• Task inputs:
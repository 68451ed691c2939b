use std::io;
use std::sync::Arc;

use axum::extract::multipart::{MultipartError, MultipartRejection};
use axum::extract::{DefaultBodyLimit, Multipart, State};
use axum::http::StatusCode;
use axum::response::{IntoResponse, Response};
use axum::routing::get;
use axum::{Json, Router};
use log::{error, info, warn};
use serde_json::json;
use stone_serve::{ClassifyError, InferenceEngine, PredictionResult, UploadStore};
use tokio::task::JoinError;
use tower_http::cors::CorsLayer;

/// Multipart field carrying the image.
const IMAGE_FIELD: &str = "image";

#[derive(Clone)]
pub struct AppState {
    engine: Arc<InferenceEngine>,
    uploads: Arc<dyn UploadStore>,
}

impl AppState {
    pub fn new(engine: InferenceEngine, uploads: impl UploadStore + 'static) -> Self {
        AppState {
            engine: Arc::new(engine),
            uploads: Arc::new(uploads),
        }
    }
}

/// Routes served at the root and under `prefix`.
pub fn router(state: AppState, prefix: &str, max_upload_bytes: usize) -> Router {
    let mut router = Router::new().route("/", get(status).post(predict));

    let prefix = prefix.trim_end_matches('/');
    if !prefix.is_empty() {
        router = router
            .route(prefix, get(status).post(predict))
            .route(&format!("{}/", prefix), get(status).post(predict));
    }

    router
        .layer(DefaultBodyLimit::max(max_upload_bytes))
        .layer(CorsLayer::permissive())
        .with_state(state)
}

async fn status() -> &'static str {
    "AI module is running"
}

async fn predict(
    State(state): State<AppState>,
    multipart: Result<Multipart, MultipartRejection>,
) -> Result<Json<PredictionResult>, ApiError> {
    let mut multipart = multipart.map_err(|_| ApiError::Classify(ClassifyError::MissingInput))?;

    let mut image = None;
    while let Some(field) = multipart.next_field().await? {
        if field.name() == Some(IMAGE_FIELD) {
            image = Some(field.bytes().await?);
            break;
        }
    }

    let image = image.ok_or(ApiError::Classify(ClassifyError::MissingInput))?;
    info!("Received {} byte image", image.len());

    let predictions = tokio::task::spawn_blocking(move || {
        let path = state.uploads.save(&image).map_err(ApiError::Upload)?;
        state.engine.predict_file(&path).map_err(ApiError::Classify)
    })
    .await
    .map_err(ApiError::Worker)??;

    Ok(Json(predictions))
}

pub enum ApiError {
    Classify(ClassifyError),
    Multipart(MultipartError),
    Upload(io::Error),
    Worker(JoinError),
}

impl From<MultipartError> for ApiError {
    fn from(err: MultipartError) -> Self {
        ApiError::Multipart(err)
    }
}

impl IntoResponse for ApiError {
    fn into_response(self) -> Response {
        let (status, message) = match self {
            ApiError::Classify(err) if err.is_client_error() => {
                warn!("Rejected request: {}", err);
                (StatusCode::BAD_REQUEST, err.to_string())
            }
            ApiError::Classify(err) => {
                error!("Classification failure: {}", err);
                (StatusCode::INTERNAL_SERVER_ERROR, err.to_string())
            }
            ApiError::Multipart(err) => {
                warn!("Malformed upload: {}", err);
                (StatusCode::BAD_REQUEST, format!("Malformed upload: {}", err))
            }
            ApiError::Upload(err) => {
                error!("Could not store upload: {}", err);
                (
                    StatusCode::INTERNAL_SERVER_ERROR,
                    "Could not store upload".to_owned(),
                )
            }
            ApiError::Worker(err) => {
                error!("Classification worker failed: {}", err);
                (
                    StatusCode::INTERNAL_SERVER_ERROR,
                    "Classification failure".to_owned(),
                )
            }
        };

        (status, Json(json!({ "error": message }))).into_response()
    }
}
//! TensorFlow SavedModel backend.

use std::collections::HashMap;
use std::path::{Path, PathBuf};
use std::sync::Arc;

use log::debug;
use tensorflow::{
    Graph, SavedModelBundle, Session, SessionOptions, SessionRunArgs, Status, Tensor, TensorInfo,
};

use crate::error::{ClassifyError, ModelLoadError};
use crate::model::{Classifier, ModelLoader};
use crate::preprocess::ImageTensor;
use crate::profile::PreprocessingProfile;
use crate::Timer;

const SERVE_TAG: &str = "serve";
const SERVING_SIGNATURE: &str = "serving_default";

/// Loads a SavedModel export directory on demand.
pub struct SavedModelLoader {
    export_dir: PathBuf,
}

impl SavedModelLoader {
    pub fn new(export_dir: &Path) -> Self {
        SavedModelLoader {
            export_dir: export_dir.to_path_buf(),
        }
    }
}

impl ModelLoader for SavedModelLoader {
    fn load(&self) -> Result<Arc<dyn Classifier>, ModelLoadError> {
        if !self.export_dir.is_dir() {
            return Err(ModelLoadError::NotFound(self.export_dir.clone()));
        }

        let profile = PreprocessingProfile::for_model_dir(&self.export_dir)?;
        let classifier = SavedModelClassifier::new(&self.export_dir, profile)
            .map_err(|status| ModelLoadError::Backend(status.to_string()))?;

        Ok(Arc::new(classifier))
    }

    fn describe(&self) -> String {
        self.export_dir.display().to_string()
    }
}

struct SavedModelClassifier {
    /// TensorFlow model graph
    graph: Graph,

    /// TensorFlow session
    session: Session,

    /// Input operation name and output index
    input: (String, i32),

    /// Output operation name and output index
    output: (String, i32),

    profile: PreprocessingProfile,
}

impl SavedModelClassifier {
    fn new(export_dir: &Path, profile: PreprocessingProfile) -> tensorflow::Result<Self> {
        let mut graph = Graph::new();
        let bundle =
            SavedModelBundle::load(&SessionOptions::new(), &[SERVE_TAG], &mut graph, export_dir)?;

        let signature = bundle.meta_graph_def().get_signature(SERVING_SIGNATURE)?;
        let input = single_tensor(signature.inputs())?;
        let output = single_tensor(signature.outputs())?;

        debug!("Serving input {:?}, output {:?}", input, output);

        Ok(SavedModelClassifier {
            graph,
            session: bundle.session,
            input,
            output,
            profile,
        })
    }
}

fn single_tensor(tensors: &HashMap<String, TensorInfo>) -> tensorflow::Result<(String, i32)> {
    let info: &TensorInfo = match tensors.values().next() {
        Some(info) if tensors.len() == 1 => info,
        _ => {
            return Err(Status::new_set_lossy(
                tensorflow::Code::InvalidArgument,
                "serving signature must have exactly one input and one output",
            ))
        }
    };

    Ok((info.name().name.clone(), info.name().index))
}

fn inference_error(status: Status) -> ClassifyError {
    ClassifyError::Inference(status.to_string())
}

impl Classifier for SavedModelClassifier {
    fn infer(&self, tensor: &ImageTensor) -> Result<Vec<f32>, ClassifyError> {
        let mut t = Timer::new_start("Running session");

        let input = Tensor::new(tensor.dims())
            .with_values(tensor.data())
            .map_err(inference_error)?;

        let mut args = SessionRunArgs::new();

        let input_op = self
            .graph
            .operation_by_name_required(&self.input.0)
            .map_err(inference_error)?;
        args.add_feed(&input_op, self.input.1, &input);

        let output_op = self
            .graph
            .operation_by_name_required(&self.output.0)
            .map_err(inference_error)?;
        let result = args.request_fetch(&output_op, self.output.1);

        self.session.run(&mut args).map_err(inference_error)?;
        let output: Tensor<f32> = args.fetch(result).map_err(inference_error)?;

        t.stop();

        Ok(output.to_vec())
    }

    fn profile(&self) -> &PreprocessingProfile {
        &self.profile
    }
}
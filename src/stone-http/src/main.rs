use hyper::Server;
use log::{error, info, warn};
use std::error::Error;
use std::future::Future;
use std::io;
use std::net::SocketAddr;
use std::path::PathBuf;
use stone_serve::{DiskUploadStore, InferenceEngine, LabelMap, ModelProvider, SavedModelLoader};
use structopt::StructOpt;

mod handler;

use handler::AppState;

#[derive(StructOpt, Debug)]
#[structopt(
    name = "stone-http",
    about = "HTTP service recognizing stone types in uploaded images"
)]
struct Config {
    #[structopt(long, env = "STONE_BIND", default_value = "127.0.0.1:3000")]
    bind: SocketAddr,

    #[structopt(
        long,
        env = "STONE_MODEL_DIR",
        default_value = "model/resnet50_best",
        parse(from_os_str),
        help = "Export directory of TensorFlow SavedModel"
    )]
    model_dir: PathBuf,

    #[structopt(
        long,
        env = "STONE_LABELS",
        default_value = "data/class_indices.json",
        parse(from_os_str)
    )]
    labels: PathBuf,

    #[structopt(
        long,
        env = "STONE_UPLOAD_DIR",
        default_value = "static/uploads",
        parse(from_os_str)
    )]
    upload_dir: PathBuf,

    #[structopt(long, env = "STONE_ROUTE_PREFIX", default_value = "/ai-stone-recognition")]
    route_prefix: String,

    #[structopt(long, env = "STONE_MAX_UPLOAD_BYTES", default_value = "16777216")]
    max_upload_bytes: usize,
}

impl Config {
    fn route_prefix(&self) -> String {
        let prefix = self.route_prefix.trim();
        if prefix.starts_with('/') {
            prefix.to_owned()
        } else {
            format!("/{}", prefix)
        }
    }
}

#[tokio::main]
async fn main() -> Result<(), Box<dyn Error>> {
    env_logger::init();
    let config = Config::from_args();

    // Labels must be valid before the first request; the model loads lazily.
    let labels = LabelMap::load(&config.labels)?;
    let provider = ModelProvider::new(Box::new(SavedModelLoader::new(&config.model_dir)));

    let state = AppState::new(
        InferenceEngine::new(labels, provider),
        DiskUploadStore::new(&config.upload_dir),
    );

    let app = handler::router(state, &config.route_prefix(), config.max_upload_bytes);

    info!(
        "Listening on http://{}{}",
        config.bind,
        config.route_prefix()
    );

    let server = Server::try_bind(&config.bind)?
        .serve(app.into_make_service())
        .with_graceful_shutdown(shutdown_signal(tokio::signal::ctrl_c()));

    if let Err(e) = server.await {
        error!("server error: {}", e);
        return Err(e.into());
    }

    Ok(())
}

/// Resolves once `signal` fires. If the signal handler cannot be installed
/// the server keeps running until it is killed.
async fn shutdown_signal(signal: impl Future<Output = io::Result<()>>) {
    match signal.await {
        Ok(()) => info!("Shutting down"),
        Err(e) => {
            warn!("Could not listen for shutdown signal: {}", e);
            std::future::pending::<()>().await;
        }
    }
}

• Problem requirements: Give the number of lines in the data above that include the word "ImageTensor", with no other words.

• Your response: 2